* Assigned task
Below are the records; pull every line that includes "element".

====

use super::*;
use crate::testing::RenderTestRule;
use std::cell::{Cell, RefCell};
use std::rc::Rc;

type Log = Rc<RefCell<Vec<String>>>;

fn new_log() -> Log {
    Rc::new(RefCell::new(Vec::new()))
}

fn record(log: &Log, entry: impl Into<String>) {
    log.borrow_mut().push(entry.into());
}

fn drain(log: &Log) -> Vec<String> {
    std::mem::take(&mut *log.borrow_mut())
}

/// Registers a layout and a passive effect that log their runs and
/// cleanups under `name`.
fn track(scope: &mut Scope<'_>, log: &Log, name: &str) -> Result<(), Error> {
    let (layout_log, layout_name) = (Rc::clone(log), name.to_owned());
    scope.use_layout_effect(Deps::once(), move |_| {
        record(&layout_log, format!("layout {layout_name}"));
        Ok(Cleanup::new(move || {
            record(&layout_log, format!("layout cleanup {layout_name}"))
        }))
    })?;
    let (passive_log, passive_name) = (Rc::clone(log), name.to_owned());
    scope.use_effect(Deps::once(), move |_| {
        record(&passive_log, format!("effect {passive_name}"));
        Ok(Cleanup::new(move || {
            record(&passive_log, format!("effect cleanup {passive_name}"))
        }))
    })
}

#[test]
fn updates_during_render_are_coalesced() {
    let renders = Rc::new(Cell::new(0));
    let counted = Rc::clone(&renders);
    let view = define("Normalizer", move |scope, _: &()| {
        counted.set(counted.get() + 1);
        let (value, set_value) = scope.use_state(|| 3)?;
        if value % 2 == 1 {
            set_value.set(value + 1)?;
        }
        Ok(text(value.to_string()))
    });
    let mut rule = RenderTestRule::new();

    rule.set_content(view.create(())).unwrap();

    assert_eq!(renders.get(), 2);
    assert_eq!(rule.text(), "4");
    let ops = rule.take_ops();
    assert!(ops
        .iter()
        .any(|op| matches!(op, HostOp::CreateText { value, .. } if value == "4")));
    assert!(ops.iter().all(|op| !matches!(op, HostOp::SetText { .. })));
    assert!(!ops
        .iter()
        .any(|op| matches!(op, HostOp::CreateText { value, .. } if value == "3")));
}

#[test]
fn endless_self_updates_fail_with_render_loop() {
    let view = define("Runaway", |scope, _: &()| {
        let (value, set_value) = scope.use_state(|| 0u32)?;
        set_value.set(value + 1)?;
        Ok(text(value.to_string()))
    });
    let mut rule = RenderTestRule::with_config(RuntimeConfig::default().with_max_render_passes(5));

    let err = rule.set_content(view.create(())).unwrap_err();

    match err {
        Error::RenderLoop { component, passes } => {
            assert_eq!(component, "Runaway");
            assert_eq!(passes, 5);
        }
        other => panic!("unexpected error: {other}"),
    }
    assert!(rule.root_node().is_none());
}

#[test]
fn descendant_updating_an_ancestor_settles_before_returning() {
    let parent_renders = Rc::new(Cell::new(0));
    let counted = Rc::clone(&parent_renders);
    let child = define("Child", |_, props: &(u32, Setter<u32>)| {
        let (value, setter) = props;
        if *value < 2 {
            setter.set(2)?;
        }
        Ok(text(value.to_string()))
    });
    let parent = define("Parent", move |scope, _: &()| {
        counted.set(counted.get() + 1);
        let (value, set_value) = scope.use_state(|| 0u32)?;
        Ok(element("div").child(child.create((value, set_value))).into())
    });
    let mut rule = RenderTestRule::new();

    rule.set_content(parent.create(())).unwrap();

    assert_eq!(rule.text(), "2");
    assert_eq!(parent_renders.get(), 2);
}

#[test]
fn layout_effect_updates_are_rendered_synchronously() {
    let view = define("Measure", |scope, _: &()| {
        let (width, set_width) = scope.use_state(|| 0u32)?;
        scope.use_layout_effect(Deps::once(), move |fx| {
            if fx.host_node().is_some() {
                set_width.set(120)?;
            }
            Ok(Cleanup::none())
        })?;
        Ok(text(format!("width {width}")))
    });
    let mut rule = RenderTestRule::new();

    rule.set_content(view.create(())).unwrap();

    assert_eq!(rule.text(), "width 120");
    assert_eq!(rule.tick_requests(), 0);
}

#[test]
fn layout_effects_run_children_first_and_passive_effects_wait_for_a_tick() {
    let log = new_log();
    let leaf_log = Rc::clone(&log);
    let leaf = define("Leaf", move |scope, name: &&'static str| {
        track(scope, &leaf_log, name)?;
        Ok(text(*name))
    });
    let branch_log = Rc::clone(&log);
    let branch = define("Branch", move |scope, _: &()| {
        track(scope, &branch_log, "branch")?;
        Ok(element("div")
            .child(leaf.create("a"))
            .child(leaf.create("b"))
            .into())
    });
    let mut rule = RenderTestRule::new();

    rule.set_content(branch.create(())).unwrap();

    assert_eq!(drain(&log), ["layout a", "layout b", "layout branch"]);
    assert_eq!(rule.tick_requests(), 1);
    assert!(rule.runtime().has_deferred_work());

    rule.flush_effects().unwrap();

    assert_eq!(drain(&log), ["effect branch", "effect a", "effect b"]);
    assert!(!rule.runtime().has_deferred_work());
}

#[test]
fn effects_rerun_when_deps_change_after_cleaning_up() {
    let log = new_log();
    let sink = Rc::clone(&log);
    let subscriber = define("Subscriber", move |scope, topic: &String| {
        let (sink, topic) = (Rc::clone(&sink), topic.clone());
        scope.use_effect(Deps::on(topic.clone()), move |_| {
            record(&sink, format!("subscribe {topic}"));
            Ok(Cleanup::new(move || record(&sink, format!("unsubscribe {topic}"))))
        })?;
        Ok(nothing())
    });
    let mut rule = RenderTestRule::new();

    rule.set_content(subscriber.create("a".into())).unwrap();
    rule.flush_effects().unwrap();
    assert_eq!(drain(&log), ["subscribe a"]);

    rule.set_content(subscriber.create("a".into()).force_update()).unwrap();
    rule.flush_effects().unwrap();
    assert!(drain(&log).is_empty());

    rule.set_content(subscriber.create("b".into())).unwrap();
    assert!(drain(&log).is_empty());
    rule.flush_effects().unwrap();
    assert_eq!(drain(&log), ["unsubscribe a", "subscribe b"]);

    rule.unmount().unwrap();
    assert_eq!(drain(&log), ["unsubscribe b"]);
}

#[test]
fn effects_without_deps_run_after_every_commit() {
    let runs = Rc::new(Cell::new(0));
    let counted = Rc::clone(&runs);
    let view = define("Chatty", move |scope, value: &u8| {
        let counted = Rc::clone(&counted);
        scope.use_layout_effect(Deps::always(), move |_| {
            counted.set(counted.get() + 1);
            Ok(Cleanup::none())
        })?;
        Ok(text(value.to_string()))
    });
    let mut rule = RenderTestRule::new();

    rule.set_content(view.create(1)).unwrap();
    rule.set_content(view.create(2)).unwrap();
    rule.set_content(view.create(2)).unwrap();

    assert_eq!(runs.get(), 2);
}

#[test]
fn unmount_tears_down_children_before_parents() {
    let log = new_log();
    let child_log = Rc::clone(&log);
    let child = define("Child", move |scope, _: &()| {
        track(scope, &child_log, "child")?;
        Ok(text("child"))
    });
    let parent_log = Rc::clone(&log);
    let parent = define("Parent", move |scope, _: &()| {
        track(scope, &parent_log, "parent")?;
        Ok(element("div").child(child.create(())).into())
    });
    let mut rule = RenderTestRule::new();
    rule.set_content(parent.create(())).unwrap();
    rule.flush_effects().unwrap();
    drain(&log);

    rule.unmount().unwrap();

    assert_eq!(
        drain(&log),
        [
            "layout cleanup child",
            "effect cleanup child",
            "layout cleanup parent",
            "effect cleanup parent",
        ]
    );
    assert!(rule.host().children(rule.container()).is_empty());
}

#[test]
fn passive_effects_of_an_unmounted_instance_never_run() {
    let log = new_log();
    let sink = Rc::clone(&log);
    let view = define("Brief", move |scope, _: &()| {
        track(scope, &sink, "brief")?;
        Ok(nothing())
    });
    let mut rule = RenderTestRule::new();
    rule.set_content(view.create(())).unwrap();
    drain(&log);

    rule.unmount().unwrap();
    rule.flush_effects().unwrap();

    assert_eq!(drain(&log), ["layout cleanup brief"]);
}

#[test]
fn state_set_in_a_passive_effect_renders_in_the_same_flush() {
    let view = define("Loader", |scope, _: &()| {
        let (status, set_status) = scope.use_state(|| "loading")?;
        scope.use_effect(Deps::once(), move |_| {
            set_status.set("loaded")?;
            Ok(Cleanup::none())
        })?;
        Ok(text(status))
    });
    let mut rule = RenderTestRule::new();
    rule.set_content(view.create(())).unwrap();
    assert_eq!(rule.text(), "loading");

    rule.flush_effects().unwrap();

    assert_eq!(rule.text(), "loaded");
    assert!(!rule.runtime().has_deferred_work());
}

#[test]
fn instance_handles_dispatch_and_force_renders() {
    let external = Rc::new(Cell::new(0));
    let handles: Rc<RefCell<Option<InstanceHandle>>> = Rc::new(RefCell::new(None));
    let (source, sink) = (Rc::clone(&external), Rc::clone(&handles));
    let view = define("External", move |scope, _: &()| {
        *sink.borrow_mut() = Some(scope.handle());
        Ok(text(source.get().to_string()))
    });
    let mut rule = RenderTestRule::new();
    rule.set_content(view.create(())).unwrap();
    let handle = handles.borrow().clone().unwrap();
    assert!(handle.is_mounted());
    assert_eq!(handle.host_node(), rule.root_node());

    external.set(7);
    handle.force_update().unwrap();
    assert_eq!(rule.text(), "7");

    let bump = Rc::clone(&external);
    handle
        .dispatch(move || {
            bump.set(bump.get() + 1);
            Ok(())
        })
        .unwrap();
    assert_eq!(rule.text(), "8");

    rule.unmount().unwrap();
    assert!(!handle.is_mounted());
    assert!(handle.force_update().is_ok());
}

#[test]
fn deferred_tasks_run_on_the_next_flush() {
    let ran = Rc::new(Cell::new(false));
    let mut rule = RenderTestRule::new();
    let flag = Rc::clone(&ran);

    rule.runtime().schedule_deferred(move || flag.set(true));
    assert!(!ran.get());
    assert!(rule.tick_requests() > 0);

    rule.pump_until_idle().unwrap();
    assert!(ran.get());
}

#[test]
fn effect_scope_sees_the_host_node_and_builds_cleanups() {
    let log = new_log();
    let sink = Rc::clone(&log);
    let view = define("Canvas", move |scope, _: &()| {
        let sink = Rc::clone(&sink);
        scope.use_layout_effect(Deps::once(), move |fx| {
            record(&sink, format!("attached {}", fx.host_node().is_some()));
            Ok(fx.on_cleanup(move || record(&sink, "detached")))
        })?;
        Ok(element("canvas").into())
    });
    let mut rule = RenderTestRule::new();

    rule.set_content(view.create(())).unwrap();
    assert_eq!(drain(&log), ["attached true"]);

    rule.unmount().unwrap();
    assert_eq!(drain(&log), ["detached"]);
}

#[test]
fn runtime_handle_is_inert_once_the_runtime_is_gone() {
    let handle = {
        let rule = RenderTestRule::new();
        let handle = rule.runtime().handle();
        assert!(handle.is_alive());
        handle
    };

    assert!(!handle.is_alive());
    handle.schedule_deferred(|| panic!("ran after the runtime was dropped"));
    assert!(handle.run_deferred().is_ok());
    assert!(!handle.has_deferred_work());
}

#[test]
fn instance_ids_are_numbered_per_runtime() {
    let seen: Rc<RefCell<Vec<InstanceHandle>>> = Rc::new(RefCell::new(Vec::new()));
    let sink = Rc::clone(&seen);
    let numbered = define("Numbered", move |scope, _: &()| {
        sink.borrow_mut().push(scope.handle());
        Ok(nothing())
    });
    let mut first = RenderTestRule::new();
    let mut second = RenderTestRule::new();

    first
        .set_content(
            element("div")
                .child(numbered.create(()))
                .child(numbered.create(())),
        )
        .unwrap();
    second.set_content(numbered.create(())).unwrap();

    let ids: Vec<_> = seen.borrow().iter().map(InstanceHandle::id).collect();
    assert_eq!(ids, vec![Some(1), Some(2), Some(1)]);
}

====

* Answer to this exercise
        Ok(element("div").child(child.create((value, set_value))).into())
        Ok(element("div")
        Ok(element("div").child(child.create(())).into())
        Ok(element("canvas").into())
            element("div")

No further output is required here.